--- What is required ---
Every line of the data is to be transcribed without error.

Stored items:
**********
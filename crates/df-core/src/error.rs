//! Error types for df-core

use thiserror::Error;

/// Core error type for Deltaforge
#[derive(Error, Debug)]
pub enum CoreError {
    /// E001: Unknown delta lifecycle state
    #[error("[E001] Unknown delta state: {0}")]
    UnknownState(String),

    /// E002: Invalid configuration value
    #[error("[E002] Invalid config: {message}")]
    ConfigInvalid { message: String },
}

/// Result type alias for CoreError
pub type CoreResult<T> = Result<T, CoreError>;
use super::*;

#[test]
fn test_default_prefix() {
    let config = StoreConfig::default();
    assert_eq!(config.prefix, "_df_meta_");
}

#[test]
fn test_with_prefix() {
    let config = StoreConfig::with_prefix("myapp_").unwrap();
    assert_eq!(config.prefix, "myapp_");
}

#[test]
fn test_rejects_empty_prefix() {
    assert!(StoreConfig::with_prefix("").is_err());
}

#[test]
fn test_rejects_non_identifier_prefix() {
    assert!(StoreConfig::with_prefix("bad`prefix").is_err());
    assert!(StoreConfig::with_prefix("no spaces").is_err());
}
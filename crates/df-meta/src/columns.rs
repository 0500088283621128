//! Column classification and record-to-column alignment.

use crate::error::{MetaError, MetaResult};
use df_db::{ColumnInfo, Row, SqlValue};

/// Cached descriptor of a table's columns, split by key role.
///
/// Computed once per table name and never invalidated: a schema change to
/// the metadata table requires constructing a fresh store instance.
#[derive(Debug, Clone, PartialEq, Eq)]
pub struct TableColumns {
    /// All columns in the engine's native order
    pub all: Vec<String>,
    /// Primary-key columns
    pub pk: Vec<String>,
    /// Non-key value columns
    pub cols: Vec<String>,
}

impl TableColumns {
    /// Classify introspected columns by key role, preserving native order.
    pub fn classify(columns: &[ColumnInfo]) -> Self {
        let mut all = Vec::new();
        let mut pk = Vec::new();
        let mut cols = Vec::new();
        for column in columns {
            all.push(column.name.clone());
            if column.primary_key {
                pk.push(column.name.clone());
            } else {
                cols.push(column.name.clone());
            }
        }
        Self { all, pk, cols }
    }
}

/// Map an encoded row's fields onto a required column order.
///
/// Fails when the row and the column set disagree in either direction,
/// reporting every missing and every unknown field in one error rather than
/// stopping at the first.
pub fn align_columns(row: &Row, order: &[String]) -> MetaResult<Vec<SqlValue>> {
    let mut missing = Vec::new();
    let mut values = Vec::new();
    for column in order {
        match row.get(column) {
            Some(value) => values.push(value.clone()),
            None => missing.push(column.clone()),
        }
    }
    let unknown: Vec<String> = row
        .keys()
        .filter(|field| !order.contains(field))
        .cloned()
        .collect();

    if !missing.is_empty() || !unknown.is_empty() {
        return Err(MetaError::SchemaMismatch { missing, unknown });
    }
    Ok(values)
}

#[cfg(test)]
#[path = "columns_test.rs"]
mod tests;
//! Engine trait definition and wire value model.

use crate::error::DbResult;
use async_trait::async_trait;
use std::collections::BTreeMap;

/// One scalar value as exchanged with the engine.
#[derive(Debug, Clone, PartialEq, Eq)]
pub enum SqlValue {
    /// SQL NULL
    Null,
    /// Any integer column; MySQL unsigned int fits in i64
    Integer(i64),
    /// Text column
    Text(String),
}

/// One result row, keyed by column name.
pub type Row = BTreeMap<String, SqlValue>;

/// Result of executing one statement.
#[derive(Debug, Clone, Default)]
pub struct QueryResult {
    /// Column names in the engine's native order; empty for DDL/DML
    pub columns: Vec<String>,
    /// Result rows; empty for DDL/DML
    pub rows: Vec<Row>,
}

/// One column as reported by table introspection.
#[derive(Debug, Clone, PartialEq, Eq)]
pub struct ColumnInfo {
    /// Column name
    pub name: String,
    /// True when the column is part of the primary key
    pub primary_key: bool,
}

/// SQL execution engine abstraction consumed by the metadata layer.
///
/// Implementations must be Send + Sync for async operation.
#[async_trait]
pub trait SqlEngine: Send + Sync {
    /// Execute one statement, returning rows and column metadata.
    ///
    /// Failures carry the engine's machine-readable code and number.
    async fn execute(&self, sql: &str) -> DbResult<QueryResult>;

    /// List table names matching a LIKE-style pattern (existence check).
    async fn list_tables_matching(&self, pattern: &str) -> DbResult<Vec<String>>;

    /// Introspect a table's columns with their key roles.
    async fn describe_columns(&self, table: &str) -> DbResult<Vec<ColumnInfo>>;

    /// Quote an identifier for safe interpolation into DDL/DML.
    ///
    /// Used for configuration-supplied table and column names, not for
    /// untrusted input.
    fn quote_ident(&self, ident: &str) -> String;

    /// Quote a value literal for safe interpolation into DML.
    fn quote_value(&self, value: &SqlValue) -> String;

    /// Engine type identifier for logging
    fn engine_type(&self) -> &'static str;
}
**********
--- Problem solution ---
filename crates/df-core/src/error.rs
//! Error types for df-core

use thiserror::Error;

/// Core error type for Deltaforge
#[derive(Error, Debug)]
pub enum CoreError {
    /// E001: Unknown delta lifecycle state
    #[error("[E001] Unknown delta state: {0}")]
    UnknownState(String),

    /// E002: Invalid configuration value
    #[error("[E002] Invalid config: {message}")]
    ConfigInvalid { message: String },
}

/// Result type alias for CoreError
pub type CoreResult<T> = Result<T, CoreError>;
use super::*;

#[test]
fn test_default_prefix() {
    let config = StoreConfig::default();
    assert_eq!(config.prefix, "_df_meta_");
}

#[test]
fn test_with_prefix() {
    let config = StoreConfig::with_prefix("myapp_").unwrap();
    assert_eq!(config.prefix, "myapp_");
}

#[test]
fn test_rejects_empty_prefix() {
    assert!(StoreConfig::with_prefix("").is_err());
}

#[test]
fn test_rejects_non_identifier_prefix() {
    assert!(StoreConfig::with_prefix("bad`prefix").is_err());
    assert!(StoreConfig::with_prefix("no spaces").is_err());
}
filename crates/df-meta/src/columns.rs
repository 0500088283621128
//! Column classification and record-to-column alignment.

use crate::error::{MetaError, MetaResult};
use df_db::{ColumnInfo, Row, SqlValue};

/// Cached descriptor of a table's columns, split by key role.
///
/// Computed once per table name and never invalidated: a schema change to
/// the metadata table requires constructing a fresh store instance.
#[derive(Debug, Clone, PartialEq, Eq)]
pub struct TableColumns {
    /// All columns in the engine's native order
    pub all: Vec<String>,
    /// Primary-key columns
    pub pk: Vec<String>,
    /// Non-key value columns
    pub cols: Vec<String>,
}

impl TableColumns {
    /// Classify introspected columns by key role, preserving native order.
    pub fn classify(columns: &[ColumnInfo]) -> Self {
        let mut all = Vec::new();
        let mut pk = Vec::new();
        let mut cols = Vec::new();
        for column in columns {
            all.push(column.name.clone());
            if column.primary_key {
                pk.push(column.name.clone());
            } else {
                cols.push(column.name.clone());
            }
        }
        Self { all, pk, cols }
    }
}

/// Map an encoded row's fields onto a required column order.
///
/// Fails when the row and the column set disagree in either direction,
/// reporting every missing and every unknown field in one error rather than
/// stopping at the first.
pub fn align_columns(row: &Row, order: &[String]) -> MetaResult<Vec<SqlValue>> {
    let mut missing = Vec::new();
    let mut values = Vec::new();
    for column in order {
        match row.get(column) {
            Some(value) => values.push(value.clone()),
            None => missing.push(column.clone()),
        }
    }
    let unknown: Vec<String> = row
        .keys()
        .filter(|field| !order.contains(field))
        .cloned()
        .collect();

    if !missing.is_empty() || !unknown.is_empty() {
        return Err(MetaError::SchemaMismatch { missing, unknown });
    }
    Ok(values)
}

#[cfg(test)]
#[path = "columns_test.rs"]
mod tests;
//! Engine trait definition and wire value model.

use crate::error::DbResult;
use async_trait::async_trait;
use std::collections::BTreeMap;

/// One scalar value as exchanged with the engine.
#[derive(Debug, Clone, PartialEq, Eq)]
pub enum SqlValue {
    /// SQL NULL
    Null,
    /// Any integer column; MySQL unsigned int fits in i64
    Integer(i64),
    /// Text column
    Text(String),
}

/// One result row, keyed by column name.
pub type Row = BTreeMap<String, SqlValue>;

/// Result of executing one statement.
#[derive(Debug, Clone, Default)]
pub struct QueryResult {
    /// Column names in the engine's native order; empty for DDL/DML
    pub columns: Vec<String>,
    /// Result rows; empty for DDL/DML
    pub rows: Vec<Row>,
}

/// One column as reported by table introspection.
#[derive(Debug, Clone, PartialEq, Eq)]
pub struct ColumnInfo {
    /// Column name
    pub name: String,
    /// True when the column is part of the primary key
    pub primary_key: bool,
}

/// SQL execution engine abstraction consumed by the metadata layer.
///
/// Implementations must be Send + Sync for async operation.
#[async_trait]
pub trait SqlEngine: Send + Sync {
    /// Execute one statement, returning rows and column metadata.
    ///
    /// Failures carry the engine's machine-readable code and number.
    async fn execute(&self, sql: &str) -> DbResult<QueryResult>;

    /// List table names matching a LIKE-style pattern (existence check).
    async fn list_tables_matching(&self, pattern: &str) -> DbResult<Vec<String>>;

    /// Introspect a table's columns with their key roles.
    async fn describe_columns(&self, table: &str) -> DbResult<Vec<ColumnInfo>>;

    /// Quote an identifier for safe interpolation into DDL/DML.
    ///
    /// Used for configuration-supplied table and column names, not for
    /// untrusted input.
    fn quote_ident(&self, ident: &str) -> String;

    /// Quote a value literal for safe interpolation into DML.
    fn quote_value(&self, value: &SqlValue) -> String;

    /// Engine type identifier for logging
    fn engine_type(&self) -> &'static str;
}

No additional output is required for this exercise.